Because the truth is I loved warm weather. I’d always loved it. I loved swimming and beaches and bright sunlight. I loved dusks that went on forever and peaches and cherries and being able to walk outside wearing barely more than a sundress and being able to go about in the world without looking for gloves. I liked the feel of an impossibly warm wind that would blow across salt water and make you feel like you were flying. I love the heavy lush of peak summer when the green felt so dense and liquid you might slip into it and come out the other side just a mess of vines and gardenia and mosquito repellant.
So I very carefully, very quietly, stopped telling the Reverse Seasonal Depression story, because it was obviously bullshit. And though I loved my winter wardrobe—I mean, I do truly ove a good sweater and a nice pair of boots—I also loved the porch all day. I stocked up on sunscreen and wide brimmed hats. I learned to set my beach chair under an umbrella. I embraced sandals (within limits). I still avoid shorts (I have some self-respect), but I leaned hard into hot weather.

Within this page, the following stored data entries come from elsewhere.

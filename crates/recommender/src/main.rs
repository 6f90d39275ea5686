//! Configuration recommender service
//!
//! Serves configuration recommendations from a pre-trained model bundle
//! and exposes the latest one for the dashboard status view.

use anyhow::Result;
use config_recommender::{api, build_service, config::ServiceConfig};
use recommender_lib::{health::HealthRegistry, StructuredLogger};
use std::sync::Arc;
use tracing::info;
use tracing_subscriber::{fmt, prelude::*, EnvFilter};

const SERVICE_VERSION: &str = env!("CARGO_PKG_VERSION");

#[tokio::main]
async fn main() -> Result<()> {
    // Initialize tracing with JSON output and env filter
    tracing_subscriber::registry()
        .with(EnvFilter::try_from_default_env().unwrap_or_else(|_| EnvFilter::new("info")))
        .with(fmt::layer().json())
        .init();

    info!("Starting config-recommender");

    let config = ServiceConfig::load()?;
    info!(
        service_name = %config.service_name,
        bundle_root = ?config.bundle_root,
        "Service configured"
    );

    let health_registry = HealthRegistry::new();
    let logger = StructuredLogger::new(&config.service_name);

    let service = build_service(&config, &health_registry, &logger).await;
    logger.log_startup(SERVICE_VERSION, service.model_version().unwrap_or("none"));

    let app_state = Arc::new(api::AppState::new(Arc::new(service), health_registry.clone()));

    // Mark ready after initialization; readiness still tracks the model component
    health_registry.set_ready(true).await;

    tokio::select! {
        result = api::serve(config.api_port, app_state) => {
            result?;
        }
        signal = tokio::signal::ctrl_c() => {
            signal?;
            logger.log_shutdown("SIGINT received");
            info!("Shutting down");
        }
    }

    Ok(())
}
//! Configuration recommender library
//!
//! This crate provides the core functionality for:
//! - Normalizing raw telemetry into the model's feature order
//! - Loading the model bundle (scaler, classifiers, label decoders)
//! - Producing configuration recommendations and caching the latest one
//! - Health checks and observability

pub mod cache;
pub mod error;
pub mod health;
pub mod models;
pub mod observability;
pub mod predictor;
pub mod service;

pub use cache::RecommendationCache;
pub use error::RecommendError;
pub use health::{
    ComponentHealth, ComponentStatus, HealthRegistry, HealthResponse, ReadinessResponse,
};
pub use models::*;
pub use observability::{RecommenderMetrics, StructuredLogger};
pub use service::RecommendationService;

And twenty-odd years later, I still live in a place where I’ve never had to shovel snow in my life. I have friends now that never knew me when I was in my winter era. They give me a hard time about the summer thing. They don’t like the heat or the sweat or the bugs and all of that is valid. VALID. They’re also probably cooler than I am, or at least they actually know how to look like a badass and not a swollen marshmallow in a puffy coat and a beanie. Or else they have attractive throw blankets and candles that smell like boreal forests. They have Fair Isle ski sweaters and actually know how to pronounce “hygge.” They’re the kind of people who see a snow flake and think “magic,” as opposed to “Oh Christ, I should probably start rationing the alcohol.”
It’s not that I’m entirely opposed to cold weather. I’m rather fond of November, in fact, which tends to have a lot of dramatic clouds and limb-rattling winds and if you want to stand around on the deck and let your scarf unfurl around you like Gothic heroine on some poetic promontory (and who doesn’t?). January is tough, though, and February (the month of my birth) is always pretty brutal, even, maybe especially on the years when it’s mild. BECAUSE YOU NEVER KNOW.
That’s this year by the way. And this year is worse because the only way to do anything at all other than stare at a screen and write about your cold weather trauma is to be outside and outside right now is bullshit. There are not enough leather jackets and cute vintage coats in the world to make it bearable. Mostly because of the rain, which feels endless. Even with umbrellas and wellies and rainjackets, outside is mostly just an endless, lonely, muddy squish through the neighborhood.
I’m trying to stay positive, because winter will end and the particular conditions that make this winter so godawful will also (at least, theoretically) end. Spring will breeze through on a cloud of pollen and pent up frustration. The temperatures will rise. The days will lengthen. I’ll stow the sweaters in a drawer with a bunch of mothballs and eat peaches and burrata for days and feel like a human being again.
In the meantime, I’m trying to remember if there was ever a grain of truth to my youthful Winter fandom. Is there some part of my past I can channel? If I pull out the Doc Martens and stomp around my yard with Jesus and Mary Chain in the headphones, might I find some momentary reprieve in the Big Dumb Sad Angry of yore? The groundhog saw his shadow and it’s 36 days until spring. Worth a shot, I guess.
Picture today is of me in Central Park, peak Winter Layers era (circa 1997).
As of this writing, 80,317,150 people have recovered from Covid-19. Globally, 159 million vaccine doses have been administered.